[What the task asks]
Below are some records. Return exactly the lines from the one containing "the inner-object terminator." through the one containing "Public entry points", both included, and only those.

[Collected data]
▼
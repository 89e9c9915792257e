//! # Digital Signatures
//!
//! Verification of signatures that arrive as raw blobs inside transaction
//! fields. The transaction layer never hands typed keys around; it has a
//! `SigningPubKey` blob and a `TxnSignature` blob, and this module turns
//! those into a yes/no answer with a reason.

use thiserror::Error;

use super::keys::{PublicKey, Signature, TxKeypair};

/// Errors during signature operations.
#[derive(Debug, Error, PartialEq, Eq)]
pub enum SignatureError {
    #[error("signature verification failed")]
    VerificationFailed,

    #[error("invalid public key")]
    InvalidPublicKey,
}

/// Sign a message and return the signature bytes.
pub fn sign_to_bytes(keypair: &TxKeypair, message: &[u8]) -> Vec<u8> {
    keypair.sign(message).into_bytes()
}

/// Verify a signature given the wire-form public key and raw signature bytes.
///
/// This is the "I got these bytes off the wire" variant used by the
/// transaction verifier.
pub fn verify_raw(
    public_key_wire: &[u8],
    message: &[u8],
    signature: &[u8],
) -> Result<(), SignatureError> {
    let public_key =
        PublicKey::from_wire(public_key_wire).map_err(|_| SignatureError::InvalidPublicKey)?;
    if public_key.verify(message, &Signature::from_bytes(signature.to_vec())) {
        Ok(())
    } else {
        Err(SignatureError::VerificationFailed)
    }
}

#[cfg(test)]
mod tests {
    use super::*;

    #[test]
    fn verify_raw_accepts_valid() {
        let kp = TxKeypair::generate();
        let sig = sign_to_bytes(&kp, b"msg");
        assert_eq!(sig.len(), 64);
        assert!(verify_raw(&kp.public_key().to_wire(), b"msg", &sig).is_ok());
    }

    #[test]
    fn verify_raw_rejects_wrong_message() {
        let kp = TxKeypair::generate();
        let sig = sign_to_bytes(&kp, b"msg");
        assert_eq!(
            verify_raw(&kp.public_key().to_wire(), b"other", &sig),
            Err(SignatureError::VerificationFailed)
        );
    }

    #[test]
    fn verify_raw_rejects_malformed_key() {
        assert_eq!(
            verify_raw(&[0u8; 33], b"msg", &[0u8; 64]),
            Err(SignatureError::InvalidPublicKey)
        );
        assert_eq!(
            verify_raw(&[], b"msg", &[0u8; 64]),
            Err(SignatureError::InvalidPublicKey)
        );
    }
}
//! Canonical binary encoding.
//!
//! ```text
//! field    := header value
//! header   := (type << 4 | code)               type < 16, code < 16
//!           | (type << 4) code                 type < 16, code >= 16
//!           | code type                        type >= 16, code < 16
//!           | 0x00 type code                   both >= 16
//! value    := u16 | u32 | u64                  big-endian
//!           | hash256                          32 raw bytes
//!           | vl bytes                         blob, account
//!           | object* ArrayEnd                 array
//! object   := header field* ObjectEnd
//! ```
//!
//! Encoding always walks fields in `(type, code)` order. Decoding accepts
//! any order but rejects duplicates, unknown codes, stray markers and
//! truncated input.

use bytes::{Buf, BufMut, BytesMut};

use super::builder::Transaction;
use super::error::TxError;
use super::fields::{FieldId, FieldSet, FieldType, FieldValue, InnerObject};
use super::formats::Scope;
use crate::config::MAX_VL_LENGTH;
use crate::identity::AccountId;

/// `(type, code)` of the inner-object terminator.
const OBJECT_END: (u8, u8) = (14, 1);
/// `(type, code)` of the array terminator.
const ARRAY_END: (u8, u8) = (15, 1);
/// Deepest inner-object nesting a decoder will follow.
const MAX_NESTING_DEPTH: usize = 3;

// ---------------------------------------------------------------------------
// Public entry points
// ---------------------------------------------------------------------------

/// Full canonical bytes of a transaction.
pub fn encode(tx: &Transaction) -> Vec<u8> {
    let mut out = BytesMut::new();
    write_fields(&tx.to_field_set(), false, &mut out);
    out.to_vec()
}

/// Canonical bytes without the non-signing fields.
pub fn encode_for_signing(tx: &Transaction) -> Vec<u8> {
    let mut out = BytesMut::new();
    write_fields(&tx.to_field_set(), true, &mut out);
    out.to_vec()
}

/// Decode a top-level transaction. The whole input must be consumed.
pub fn decode(bytes: &[u8]) -> Result<Transaction, TxError> {
    let mut buf = bytes;
    let fields = read_object(&mut buf, false, 0)?;
    Transaction::from_field_set(fields, Scope::TopLevel)
}

/// Encoded size of one field, header included.
pub(crate) fn encoded_field_len(field: FieldId, value: &FieldValue) -> usize {
    let mut out = BytesMut::new();
    write_field(field, value, false, &mut out);
    out.len()
}

// ---------------------------------------------------------------------------
// Encoding
// ---------------------------------------------------------------------------

pub(crate) fn write_fields(fields: &FieldSet, signing_only: bool, out: &mut BytesMut) {
    for (field, value) in fields.iter() {
        if signing_only && !field.is_signing_field() {
            continue;
        }
        write_field(field, value, signing_only, out);
    }
}

fn write_field(field: FieldId, value: &FieldValue, signing_only: bool, out: &mut BytesMut) {
    let (type_code, field_code) = field.sort_key();
    put_header(out, type_code, field_code);
    match value {
        FieldValue::UInt16(v) => out.put_u16(*v),
        FieldValue::UInt32(v) => out.put_u32(*v),
        FieldValue::UInt64(v) => out.put_u64(*v),
        FieldValue::Hash256(v) => out.put_slice(v),
        FieldValue::Blob(v) => put_vl(out, v),
        FieldValue::Account(id) => put_vl(out, id.as_bytes()),
        FieldValue::Array(items) => {
            for item in items {
                let (t, c) = item.kind.sort_key();
                put_header(out, t, c);
                write_fields(&item.fields, signing_only, out);
                put_header(out, OBJECT_END.0, OBJECT_END.1);
            }
            put_header(out, ARRAY_END.0, ARRAY_END.1);
        }
    }
}

fn put_header(out: &mut BytesMut, type_code: u8, field_code: u8) {
    match (type_code < 16, field_code < 16) {
        (true, true) => out.put_u8((type_code << 4) | field_code),
        (true, false) => {
            out.put_u8(type_code << 4);
            out.put_u8(field_code);
        }
        (false, true) => {
            out.put_u8(field_code);
            out.put_u8(type_code);
        }
        (false, false) => {
            out.put_u8(0);
            out.put_u8(type_code);
            out.put_u8(field_code);
        }
    }
}

/// Write a length prefix and payload. Callers guarantee the length fits,
/// which [`FieldSet::set`] enforces for blobs.
fn put_vl(out: &mut BytesMut, data: &[u8]) {
    let len = data.len();
    if len <= 192 {
        out.put_u8(len as u8);
    } else if len <= 12_480 {
        let l = len - 193;
        out.put_u8(193 + (l >> 8) as u8);
        out.put_u8((l & 0xff) as u8);
    } else {
        let l = len - 12_481;
        out.put_u8(241 + (l >> 16) as u8);
        out.put_u8(((l >> 8) & 0xff) as u8);
        out.put_u8((l & 0xff) as u8);
    }
    out.put_slice(data);
}

// ---------------------------------------------------------------------------
// Decoding
// ---------------------------------------------------------------------------

fn need(buf: &&[u8], n: usize, what: &str) -> Result<(), TxError> {
    if buf.remaining() < n {
        return Err(TxError::malformed(format!(
            "truncated {}: need {} bytes, have {}",
            what,
            n,
            buf.remaining()
        )));
    }
    Ok(())
}

fn read_header(buf: &mut &[u8]) -> Result<(u8, u8), TxError> {
    need(buf, 1, "field header")?;
    let first = buf.get_u8();
    let mut type_code = first >> 4;
    let mut field_code = first & 0x0f;

    if type_code == 0 {
        need(buf, 1, "field header")?;
        type_code = buf.get_u8();
        if type_code < 16 {
            return Err(TxError::malformed("non-canonical field header"));
        }
    }
    if field_code == 0 {
        need(buf, 1, "field header")?;
        field_code = buf.get_u8();
        if field_code < 16 {
            return Err(TxError::malformed("non-canonical field header"));
        }
    }
    Ok((type_code, field_code))
}

fn read_vl(buf: &mut &[u8]) -> Result<Vec<u8>, TxError> {
    need(buf, 1, "length prefix")?;
    let b1 = buf.get_u8() as usize;
    let len = match b1 {
        0..=192 => b1,
        193..=240 => {
            need(buf, 1, "length prefix")?;
            193 + (b1 - 193) * 256 + buf.get_u8() as usize
        }
        241..=254 => {
            need(buf, 2, "length prefix")?;
            let b2 = buf.get_u8() as usize;
            let b3 = buf.get_u8() as usize;
            12_481 + (b1 - 241) * 65_536 + b2 * 256 + b3
        }
        _ => return Err(TxError::malformed("invalid length prefix")),
    };
    if len > MAX_VL_LENGTH {
        return Err(TxError::malformed("length prefix out of range"));
    }
    need(buf, len, "variable-length field")?;
    let mut data = vec![0u8; len];
    buf.copy_to_slice(&mut data);
    Ok(data)
}

/// Read fields until the input runs out (`terminated == false`) or until an
/// `ObjectEnd` marker (`terminated == true`).
fn read_object(buf: &mut &[u8], terminated: bool, depth: usize) -> Result<FieldSet, TxError> {
    let mut fields = FieldSet::new();
    loop {
        if !buf.has_remaining() {
            if terminated {
                return Err(TxError::malformed("inner object is not terminated"));
            }
            return Ok(fields);
        }

        let codes = read_header(buf)?;
        if codes == OBJECT_END {
            if terminated {
                return Ok(fields);
            }
            return Err(TxError::malformed("unexpected object end marker"));
        }
        if codes == ARRAY_END {
            return Err(TxError::malformed("unexpected array end marker"));
        }

        let field = FieldId::from_codes(codes.0, codes.1).ok_or_else(|| {
            TxError::malformed(format!("unknown field ({}, {})", codes.0, codes.1))
        })?;
        if fields.contains(field) {
            return Err(TxError::malformed(format!("duplicate field {}", field)));
        }

        let value = match field.field_type() {
            FieldType::UInt16 => {
                need(buf, 2, field.name())?;
                FieldValue::UInt16(buf.get_u16())
            }
            FieldType::UInt32 => {
                need(buf, 4, field.name())?;
                FieldValue::UInt32(buf.get_u32())
            }
            FieldType::UInt64 => {
                need(buf, 8, field.name())?;
                FieldValue::UInt64(buf.get_u64())
            }
            FieldType::Hash256 => {
                need(buf, 32, field.name())?;
                let mut h = [0u8; 32];
                buf.copy_to_slice(&mut h);
                FieldValue::Hash256(h)
            }
            FieldType::Blob => FieldValue::Blob(read_vl(buf)?),
            FieldType::Account => {
                let raw = read_vl(buf)?;
                let id = AccountId::from_slice(&raw).ok_or_else(|| {
                    TxError::malformed(format!("{} must be 20 bytes, got {}", field, raw.len()))
                })?;
                FieldValue::Account(id)
            }
            FieldType::Object => {
                return Err(TxError::malformed(format!(
                    "inner object {} outside an array",
                    field
                )))
            }
            FieldType::Array => FieldValue::Array(read_array(buf, field, depth)?),
        };
        fields.set(field, value)?;
    }
}

fn read_array(buf: &mut &[u8], array: FieldId, depth: usize) -> Result<Vec<InnerObject>, TxError> {
    if depth >= MAX_NESTING_DEPTH {
        return Err(TxError::malformed("inner objects nested too deeply"));
    }
    let mut items = Vec::new();
    loop {
        let codes = read_header(buf)?;
        if codes == ARRAY_END {
            return Ok(items);
        }
        let kind = FieldId::from_codes(codes.0, codes.1)
            .filter(|k| Some(*k) == array.inner_kind())
            .ok_or_else(|| {
                TxError::malformed(format!(
                    "array {} holds an unexpected element ({}, {})",
                    array, codes.0, codes.1
                ))
            })?;
        let fields = read_object(buf, true, depth + 1)?;
        items.push(InnerObject::new(kind, fields));
    }
}

#[cfg(test)]
mod tests {
    use super::*;

    fn encode_set(fields: &FieldSet) -> Vec<u8> {
        let mut out = BytesMut::new();
        write_fields(fields, false, &mut out);
        out.to_vec()
    }

    #[test]
    fn header_forms() {
        let mut out = BytesMut::new();
        put_header(&mut out, 1, 2);
        put_header(&mut out, 2, 27);
        put_header(&mut out, 16, 3);
        put_header(&mut out, 16, 17);
        assert_eq!(out.to_vec(), vec![0x12, 0x20, 27, 0x03, 16, 0x00, 16, 17]);

        let mut buf: &[u8] = &out;
        assert_eq!(read_header(&mut buf).unwrap(), (1, 2));
        assert_eq!(read_header(&mut buf).unwrap(), (2, 27));
        assert_eq!(read_header(&mut buf).unwrap(), (16, 3));
        assert_eq!(read_header(&mut buf).unwrap(), (16, 17));
    }

    #[test]
    fn non_canonical_header_is_rejected() {
        // Field code 4 written in the extended form.
        let mut buf: &[u8] = &[0x20, 0x04];
        assert!(read_header(&mut buf).is_err());
    }

    #[test]
    fn length_prefix_boundaries() {
        for len in [0usize, 192, 193, 12_480, 12_481, 20_000] {
            let mut out = BytesMut::new();
            let data = vec![7u8; len];
            put_vl(&mut out, &data);
            let expected_prefix = if len <= 192 {
                1
            } else if len <= 12_480 {
                2
            } else {
                3
            };
            assert_eq!(out.len(), len + expected_prefix, "len {len}");
            let mut buf: &[u8] = &out;
            assert_eq!(read_vl(&mut buf).unwrap(), data);
            assert!(buf.is_empty());
        }
    }

    #[test]
    fn field_order_is_canonical_on_encode() {
        let mut fields = FieldSet::new();
        fields.set_u64(FieldId::Fee, 10).unwrap();
        fields.set_u16(FieldId::TransactionType, 3).unwrap();
        let bytes = encode_set(&fields);
        assert_eq!(bytes[0], 0x12);
        assert_eq!(bytes[3], 0x38);
    }

    #[test]
    fn decode_accepts_any_order() {
        // Fee (3,8) then TransactionType (1,2).
        let bytes = [0x38, 0, 0, 0, 0, 0, 0, 0, 10, 0x12, 0, 3];
        let mut buf: &[u8] = &bytes;
        let fields = read_object(&mut buf, false, 0).unwrap();
        assert_eq!(fields.get_u64(FieldId::Fee).unwrap(), 10);
        assert_eq!(fields.get_u16(FieldId::TransactionType).unwrap(), 3);
    }

    #[test]
    fn decode_rejects_duplicates_and_unknown_codes() {
        let dup = [0x12, 0, 3, 0x12, 0, 3];
        assert!(read_object(&mut &dup[..], false, 0).is_err());

        // UInt32 code 9 is not registered.
        let unknown = [0x29, 0, 0, 0, 1];
        assert!(read_object(&mut &unknown[..], false, 0).is_err());
    }

    #[test]
    fn decode_rejects_truncation_and_stray_markers() {
        let truncated = [0x24, 0, 0];
        assert!(read_object(&mut &truncated[..], false, 0).is_err());
        assert!(read_object(&mut &[0xE1][..], false, 0).is_err());
        assert!(read_object(&mut &[0xF1][..], false, 0).is_err());
    }

    #[test]
    fn arrays_round_trip_and_check_kind() {
        let mut memo = FieldSet::new();
        memo.set_blob(FieldId::MemoData, b"hello".to_vec()).unwrap();
        let mut fields = FieldSet::new();
        fields
            .set_array(FieldId::Memos, vec![InnerObject::new(FieldId::Memo, memo)])
            .unwrap();

        let bytes = encode_set(&fields);
        assert_eq!(*bytes.last().unwrap(), 0xF1);
        let decoded = read_object(&mut &bytes[..], false, 0).unwrap();
        assert_eq!(decoded, fields);

        // Swap the Memo header (0xEA) for a Signer header (0xE0 0x10).
        let mut wrong = vec![0xF9, 0xE0, 0x10];
        wrong.extend_from_slice(&bytes[2..]);
        assert!(read_object(&mut &wrong[..], false, 0).is_err());
    }

    #[test]
    fn signing_encoding_drops_signature_fields() {
        let mut fields = FieldSet::new();
        fields.set_u16(FieldId::TransactionType, 3).unwrap();
        fields.set_blob(FieldId::TxnSignature, vec![1; 64]).unwrap();
        let mut out = BytesMut::new();
        write_fields(&fields, true, &mut out);
        assert_eq!(out.to_vec(), vec![0x12, 0, 3]);
    }

    #[test]
    fn account_length_is_enforced() {
        // Account (8,1) with a 19-byte payload.
        let mut bytes = vec![0x81, 19];
        bytes.extend_from_slice(&[1u8; 19]);
        assert!(read_object(&mut &bytes[..], false, 0).is_err());
    }
}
▲
[Task solution]
/// `(type, code)` of the inner-object terminator.
const OBJECT_END: (u8, u8) = (14, 1);
/// `(type, code)` of the array terminator.
const ARRAY_END: (u8, u8) = (15, 1);
/// Deepest inner-object nesting a decoder will follow.
const MAX_NESTING_DEPTH: usize = 3;

// ---------------------------------------------------------------------------
// Public entry points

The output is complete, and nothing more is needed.